> _WORK REQUIRED_:
From the records below, copy out each line that has the word "built".

(Collected data entries)
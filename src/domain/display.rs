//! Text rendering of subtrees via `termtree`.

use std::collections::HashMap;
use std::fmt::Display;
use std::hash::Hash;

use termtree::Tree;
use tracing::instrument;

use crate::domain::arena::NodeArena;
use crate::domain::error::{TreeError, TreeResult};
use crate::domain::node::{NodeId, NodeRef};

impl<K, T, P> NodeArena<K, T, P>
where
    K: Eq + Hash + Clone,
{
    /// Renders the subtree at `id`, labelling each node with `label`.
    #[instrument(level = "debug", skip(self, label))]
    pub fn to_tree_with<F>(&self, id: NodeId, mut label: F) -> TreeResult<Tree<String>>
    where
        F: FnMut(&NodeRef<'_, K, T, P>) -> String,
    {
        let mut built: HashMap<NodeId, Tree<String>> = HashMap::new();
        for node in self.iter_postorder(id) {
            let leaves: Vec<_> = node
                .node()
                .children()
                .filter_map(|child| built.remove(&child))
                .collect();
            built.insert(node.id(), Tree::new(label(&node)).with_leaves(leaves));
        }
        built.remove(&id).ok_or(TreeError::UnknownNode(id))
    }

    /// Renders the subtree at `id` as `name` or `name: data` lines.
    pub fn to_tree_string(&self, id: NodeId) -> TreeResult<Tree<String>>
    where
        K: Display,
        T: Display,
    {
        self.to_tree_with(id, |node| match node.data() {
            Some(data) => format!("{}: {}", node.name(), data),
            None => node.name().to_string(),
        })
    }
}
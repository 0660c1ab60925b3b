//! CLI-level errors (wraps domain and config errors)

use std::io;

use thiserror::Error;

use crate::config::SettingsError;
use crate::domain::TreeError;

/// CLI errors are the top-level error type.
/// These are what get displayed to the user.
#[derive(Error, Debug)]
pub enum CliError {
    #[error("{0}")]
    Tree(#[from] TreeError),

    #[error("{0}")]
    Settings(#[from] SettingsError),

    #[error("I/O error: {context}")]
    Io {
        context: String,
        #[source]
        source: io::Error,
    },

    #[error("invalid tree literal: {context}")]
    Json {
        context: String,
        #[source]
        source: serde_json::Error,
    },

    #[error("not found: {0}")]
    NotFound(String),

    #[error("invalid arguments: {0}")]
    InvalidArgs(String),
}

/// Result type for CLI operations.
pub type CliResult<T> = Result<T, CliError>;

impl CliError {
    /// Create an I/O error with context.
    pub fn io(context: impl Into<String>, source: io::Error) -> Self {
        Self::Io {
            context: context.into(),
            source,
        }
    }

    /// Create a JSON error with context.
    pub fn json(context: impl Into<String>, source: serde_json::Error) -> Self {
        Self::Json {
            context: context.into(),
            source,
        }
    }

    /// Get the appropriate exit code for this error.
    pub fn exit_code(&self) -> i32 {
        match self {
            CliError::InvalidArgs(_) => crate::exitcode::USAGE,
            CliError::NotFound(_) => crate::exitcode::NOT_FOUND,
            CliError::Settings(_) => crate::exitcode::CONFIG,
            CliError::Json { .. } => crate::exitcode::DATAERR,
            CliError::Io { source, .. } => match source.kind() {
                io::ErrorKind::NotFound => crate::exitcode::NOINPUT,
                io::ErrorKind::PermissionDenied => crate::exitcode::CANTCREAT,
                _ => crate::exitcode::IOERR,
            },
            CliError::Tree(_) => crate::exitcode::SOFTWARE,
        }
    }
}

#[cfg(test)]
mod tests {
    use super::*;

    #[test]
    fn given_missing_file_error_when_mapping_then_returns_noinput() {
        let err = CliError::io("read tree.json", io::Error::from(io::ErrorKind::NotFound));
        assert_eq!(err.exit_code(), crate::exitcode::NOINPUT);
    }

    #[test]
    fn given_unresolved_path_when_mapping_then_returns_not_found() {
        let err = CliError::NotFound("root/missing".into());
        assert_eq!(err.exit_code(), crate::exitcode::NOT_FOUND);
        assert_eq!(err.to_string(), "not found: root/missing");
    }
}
...
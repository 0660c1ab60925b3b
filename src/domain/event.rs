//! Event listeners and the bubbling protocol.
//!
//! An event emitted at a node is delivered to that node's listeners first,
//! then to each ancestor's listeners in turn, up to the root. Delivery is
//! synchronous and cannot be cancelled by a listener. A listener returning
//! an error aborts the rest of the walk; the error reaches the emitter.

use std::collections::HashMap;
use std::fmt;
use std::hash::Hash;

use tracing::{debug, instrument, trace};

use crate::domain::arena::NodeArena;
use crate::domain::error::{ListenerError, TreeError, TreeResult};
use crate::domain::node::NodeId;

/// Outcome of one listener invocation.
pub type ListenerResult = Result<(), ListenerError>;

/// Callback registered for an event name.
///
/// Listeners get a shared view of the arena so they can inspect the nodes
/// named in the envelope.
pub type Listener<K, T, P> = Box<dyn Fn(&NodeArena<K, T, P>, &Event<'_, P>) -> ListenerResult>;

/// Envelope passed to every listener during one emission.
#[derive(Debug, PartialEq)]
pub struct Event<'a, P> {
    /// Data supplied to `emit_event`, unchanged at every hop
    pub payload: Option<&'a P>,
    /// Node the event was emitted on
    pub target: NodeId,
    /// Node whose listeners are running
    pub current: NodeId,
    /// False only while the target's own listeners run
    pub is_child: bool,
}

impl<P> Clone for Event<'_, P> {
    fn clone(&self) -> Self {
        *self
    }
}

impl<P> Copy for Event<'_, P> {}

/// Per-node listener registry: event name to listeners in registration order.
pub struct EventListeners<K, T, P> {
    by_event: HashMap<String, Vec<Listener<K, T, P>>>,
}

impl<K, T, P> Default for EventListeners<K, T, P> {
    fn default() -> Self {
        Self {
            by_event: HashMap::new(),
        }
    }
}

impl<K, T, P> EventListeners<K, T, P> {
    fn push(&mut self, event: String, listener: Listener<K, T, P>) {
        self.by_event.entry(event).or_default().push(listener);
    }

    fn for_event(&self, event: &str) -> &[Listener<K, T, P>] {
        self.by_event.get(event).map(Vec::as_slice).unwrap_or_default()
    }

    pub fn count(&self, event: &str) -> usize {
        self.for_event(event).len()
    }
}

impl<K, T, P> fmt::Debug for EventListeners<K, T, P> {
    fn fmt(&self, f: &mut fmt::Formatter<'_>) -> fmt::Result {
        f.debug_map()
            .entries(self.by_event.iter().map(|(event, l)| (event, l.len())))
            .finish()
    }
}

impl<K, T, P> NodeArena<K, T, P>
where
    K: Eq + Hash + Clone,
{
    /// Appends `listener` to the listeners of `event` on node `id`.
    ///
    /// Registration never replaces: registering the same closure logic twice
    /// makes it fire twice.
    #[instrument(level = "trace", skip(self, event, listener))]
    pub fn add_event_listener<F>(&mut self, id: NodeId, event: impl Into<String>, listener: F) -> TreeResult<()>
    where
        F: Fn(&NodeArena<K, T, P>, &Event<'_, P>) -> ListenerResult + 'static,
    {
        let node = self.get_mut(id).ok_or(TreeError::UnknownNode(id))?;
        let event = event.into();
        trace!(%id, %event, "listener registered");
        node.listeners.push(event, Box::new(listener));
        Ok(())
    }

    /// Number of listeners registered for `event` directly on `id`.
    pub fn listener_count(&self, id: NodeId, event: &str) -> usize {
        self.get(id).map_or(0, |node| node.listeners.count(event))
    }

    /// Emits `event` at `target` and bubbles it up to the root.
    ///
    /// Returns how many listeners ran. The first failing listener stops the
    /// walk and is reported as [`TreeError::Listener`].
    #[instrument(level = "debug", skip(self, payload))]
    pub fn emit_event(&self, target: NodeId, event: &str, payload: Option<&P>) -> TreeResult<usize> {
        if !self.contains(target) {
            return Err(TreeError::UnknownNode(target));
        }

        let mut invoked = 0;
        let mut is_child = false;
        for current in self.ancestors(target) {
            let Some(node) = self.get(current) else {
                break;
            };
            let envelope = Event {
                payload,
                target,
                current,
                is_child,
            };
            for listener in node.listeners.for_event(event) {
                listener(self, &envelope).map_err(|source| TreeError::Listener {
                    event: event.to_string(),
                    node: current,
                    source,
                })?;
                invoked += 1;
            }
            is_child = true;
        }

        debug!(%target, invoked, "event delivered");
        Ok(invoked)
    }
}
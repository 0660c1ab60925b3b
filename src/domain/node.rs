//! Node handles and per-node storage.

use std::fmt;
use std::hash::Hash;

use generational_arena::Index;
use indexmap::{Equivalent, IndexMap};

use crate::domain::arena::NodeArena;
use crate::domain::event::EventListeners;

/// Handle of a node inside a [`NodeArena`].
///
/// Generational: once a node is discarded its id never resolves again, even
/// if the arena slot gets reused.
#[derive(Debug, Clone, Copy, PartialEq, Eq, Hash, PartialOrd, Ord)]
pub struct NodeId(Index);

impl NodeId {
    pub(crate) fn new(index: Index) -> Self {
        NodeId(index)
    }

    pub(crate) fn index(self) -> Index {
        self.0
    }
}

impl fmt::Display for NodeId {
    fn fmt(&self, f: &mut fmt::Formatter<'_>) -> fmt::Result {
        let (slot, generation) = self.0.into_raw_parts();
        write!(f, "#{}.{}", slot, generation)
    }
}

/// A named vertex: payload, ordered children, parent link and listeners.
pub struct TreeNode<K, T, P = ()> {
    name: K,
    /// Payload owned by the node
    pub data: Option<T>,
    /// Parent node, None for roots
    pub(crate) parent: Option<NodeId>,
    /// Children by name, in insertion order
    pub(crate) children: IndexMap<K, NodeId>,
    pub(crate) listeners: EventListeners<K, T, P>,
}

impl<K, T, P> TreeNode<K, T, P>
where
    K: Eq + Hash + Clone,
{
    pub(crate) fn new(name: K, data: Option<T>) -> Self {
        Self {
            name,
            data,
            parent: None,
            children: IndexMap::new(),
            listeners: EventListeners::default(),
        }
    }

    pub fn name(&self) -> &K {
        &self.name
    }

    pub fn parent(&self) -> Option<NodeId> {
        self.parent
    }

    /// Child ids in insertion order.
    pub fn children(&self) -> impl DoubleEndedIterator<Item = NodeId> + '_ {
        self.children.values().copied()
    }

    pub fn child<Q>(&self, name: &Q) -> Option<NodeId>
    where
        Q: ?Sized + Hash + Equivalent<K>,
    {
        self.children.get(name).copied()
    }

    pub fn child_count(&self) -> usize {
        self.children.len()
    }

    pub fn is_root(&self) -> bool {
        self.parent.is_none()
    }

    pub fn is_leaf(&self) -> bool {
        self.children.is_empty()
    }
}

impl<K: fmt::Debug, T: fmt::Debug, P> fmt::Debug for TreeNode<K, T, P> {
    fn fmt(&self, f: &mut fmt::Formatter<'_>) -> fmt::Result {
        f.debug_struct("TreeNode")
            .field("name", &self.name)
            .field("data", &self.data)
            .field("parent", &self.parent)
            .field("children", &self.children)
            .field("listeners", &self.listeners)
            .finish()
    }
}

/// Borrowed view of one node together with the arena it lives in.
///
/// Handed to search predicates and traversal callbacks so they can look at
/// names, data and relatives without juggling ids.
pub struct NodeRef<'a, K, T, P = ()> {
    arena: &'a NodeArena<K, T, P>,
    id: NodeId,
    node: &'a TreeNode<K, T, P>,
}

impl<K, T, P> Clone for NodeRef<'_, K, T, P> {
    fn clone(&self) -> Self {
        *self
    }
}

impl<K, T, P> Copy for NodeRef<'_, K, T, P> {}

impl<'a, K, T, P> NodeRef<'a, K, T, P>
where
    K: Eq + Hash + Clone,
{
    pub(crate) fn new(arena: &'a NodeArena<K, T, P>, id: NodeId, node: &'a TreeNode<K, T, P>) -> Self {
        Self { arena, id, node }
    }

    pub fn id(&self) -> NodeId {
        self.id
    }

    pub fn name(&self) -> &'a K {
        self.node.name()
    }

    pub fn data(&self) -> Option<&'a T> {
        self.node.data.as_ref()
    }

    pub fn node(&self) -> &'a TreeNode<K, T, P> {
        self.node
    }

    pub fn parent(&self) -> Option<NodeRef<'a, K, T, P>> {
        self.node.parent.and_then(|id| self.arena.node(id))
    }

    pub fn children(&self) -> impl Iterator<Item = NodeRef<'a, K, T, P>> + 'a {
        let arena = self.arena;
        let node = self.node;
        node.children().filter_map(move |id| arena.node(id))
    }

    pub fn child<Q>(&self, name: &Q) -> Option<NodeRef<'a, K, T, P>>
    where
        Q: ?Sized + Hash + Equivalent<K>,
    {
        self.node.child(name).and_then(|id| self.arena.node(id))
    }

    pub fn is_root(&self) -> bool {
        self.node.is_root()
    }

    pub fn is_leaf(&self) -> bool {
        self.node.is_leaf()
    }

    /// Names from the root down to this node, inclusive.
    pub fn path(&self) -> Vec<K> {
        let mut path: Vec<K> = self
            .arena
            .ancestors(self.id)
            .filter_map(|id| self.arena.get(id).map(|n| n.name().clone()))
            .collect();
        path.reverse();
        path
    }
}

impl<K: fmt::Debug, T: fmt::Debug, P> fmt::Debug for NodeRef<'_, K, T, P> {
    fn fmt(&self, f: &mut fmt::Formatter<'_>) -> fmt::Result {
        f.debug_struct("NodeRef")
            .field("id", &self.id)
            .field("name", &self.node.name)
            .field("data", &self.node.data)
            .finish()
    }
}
...
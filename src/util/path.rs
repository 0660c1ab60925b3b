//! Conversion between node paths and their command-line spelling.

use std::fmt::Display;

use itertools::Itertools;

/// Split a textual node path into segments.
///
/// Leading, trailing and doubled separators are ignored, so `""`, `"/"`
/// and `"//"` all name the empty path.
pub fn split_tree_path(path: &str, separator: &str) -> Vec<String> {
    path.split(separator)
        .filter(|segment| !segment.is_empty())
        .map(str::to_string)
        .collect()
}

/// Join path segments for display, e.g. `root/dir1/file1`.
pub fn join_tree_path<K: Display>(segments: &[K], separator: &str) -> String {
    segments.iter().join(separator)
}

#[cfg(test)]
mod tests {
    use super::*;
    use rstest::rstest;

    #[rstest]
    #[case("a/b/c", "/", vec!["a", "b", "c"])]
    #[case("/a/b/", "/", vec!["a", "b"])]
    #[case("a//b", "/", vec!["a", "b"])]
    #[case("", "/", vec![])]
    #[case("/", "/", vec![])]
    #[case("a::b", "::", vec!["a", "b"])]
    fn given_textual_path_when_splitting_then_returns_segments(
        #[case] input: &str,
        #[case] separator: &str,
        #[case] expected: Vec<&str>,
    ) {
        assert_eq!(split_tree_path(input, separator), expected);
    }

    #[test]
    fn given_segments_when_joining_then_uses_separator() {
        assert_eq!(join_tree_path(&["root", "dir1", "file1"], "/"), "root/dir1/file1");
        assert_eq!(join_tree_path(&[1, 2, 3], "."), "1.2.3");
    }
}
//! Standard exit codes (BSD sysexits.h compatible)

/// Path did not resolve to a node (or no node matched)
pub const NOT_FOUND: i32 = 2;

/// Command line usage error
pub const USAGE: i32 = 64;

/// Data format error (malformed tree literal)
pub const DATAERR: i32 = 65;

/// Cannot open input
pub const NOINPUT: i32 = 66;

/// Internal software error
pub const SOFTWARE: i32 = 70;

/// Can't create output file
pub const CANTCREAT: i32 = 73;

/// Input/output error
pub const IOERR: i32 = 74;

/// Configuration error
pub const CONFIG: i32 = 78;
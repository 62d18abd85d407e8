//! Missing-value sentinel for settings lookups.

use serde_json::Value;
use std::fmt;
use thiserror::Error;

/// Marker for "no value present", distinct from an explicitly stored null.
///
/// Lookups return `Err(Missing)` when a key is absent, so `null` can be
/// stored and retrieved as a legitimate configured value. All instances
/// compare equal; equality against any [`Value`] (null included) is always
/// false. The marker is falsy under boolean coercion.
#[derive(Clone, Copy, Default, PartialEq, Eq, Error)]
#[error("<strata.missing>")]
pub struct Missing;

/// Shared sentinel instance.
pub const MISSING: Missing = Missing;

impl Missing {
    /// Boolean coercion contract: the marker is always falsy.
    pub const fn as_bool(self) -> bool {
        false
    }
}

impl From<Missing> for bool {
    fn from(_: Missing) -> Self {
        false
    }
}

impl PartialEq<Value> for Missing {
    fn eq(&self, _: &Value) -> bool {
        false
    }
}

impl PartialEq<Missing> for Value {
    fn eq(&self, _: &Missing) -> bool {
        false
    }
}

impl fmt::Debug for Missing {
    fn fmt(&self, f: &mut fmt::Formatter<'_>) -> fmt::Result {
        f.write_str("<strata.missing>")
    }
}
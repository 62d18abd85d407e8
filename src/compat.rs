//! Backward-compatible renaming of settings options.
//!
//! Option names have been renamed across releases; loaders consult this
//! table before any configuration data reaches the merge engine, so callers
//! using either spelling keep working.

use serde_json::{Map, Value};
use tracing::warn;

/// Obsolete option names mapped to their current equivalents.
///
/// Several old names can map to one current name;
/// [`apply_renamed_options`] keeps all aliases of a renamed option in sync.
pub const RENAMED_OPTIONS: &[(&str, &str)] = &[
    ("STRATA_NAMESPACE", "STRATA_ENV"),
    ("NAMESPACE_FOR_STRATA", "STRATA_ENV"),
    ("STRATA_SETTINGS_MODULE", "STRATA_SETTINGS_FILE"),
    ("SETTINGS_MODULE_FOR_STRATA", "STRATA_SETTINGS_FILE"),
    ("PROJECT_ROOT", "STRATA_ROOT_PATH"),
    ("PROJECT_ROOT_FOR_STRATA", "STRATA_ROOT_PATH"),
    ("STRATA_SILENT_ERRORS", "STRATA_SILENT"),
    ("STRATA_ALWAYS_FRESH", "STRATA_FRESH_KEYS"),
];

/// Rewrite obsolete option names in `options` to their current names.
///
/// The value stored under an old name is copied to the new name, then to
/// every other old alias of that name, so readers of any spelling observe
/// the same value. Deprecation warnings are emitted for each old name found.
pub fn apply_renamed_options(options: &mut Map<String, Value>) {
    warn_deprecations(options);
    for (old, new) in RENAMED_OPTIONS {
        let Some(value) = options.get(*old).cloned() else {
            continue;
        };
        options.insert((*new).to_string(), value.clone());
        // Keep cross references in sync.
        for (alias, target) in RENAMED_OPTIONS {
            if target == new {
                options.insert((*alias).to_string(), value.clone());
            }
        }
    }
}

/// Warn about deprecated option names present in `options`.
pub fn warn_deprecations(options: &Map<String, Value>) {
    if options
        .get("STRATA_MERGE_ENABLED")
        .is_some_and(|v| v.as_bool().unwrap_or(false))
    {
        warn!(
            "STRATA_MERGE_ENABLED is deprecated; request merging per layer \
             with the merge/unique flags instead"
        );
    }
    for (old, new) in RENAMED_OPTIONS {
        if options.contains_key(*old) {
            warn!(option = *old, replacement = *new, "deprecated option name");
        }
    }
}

> _ANSWER BELOW_:
        let mut built: HashMap<NodeId, Tree<String>> = HashMap::new();
                .filter_map(|child| built.remove(&child))
            built.insert(node.id(), Tree::new(label(&node)).with_leaves(leaves));
        built.remove(&id).ok_or(TreeError::UnknownNode(id))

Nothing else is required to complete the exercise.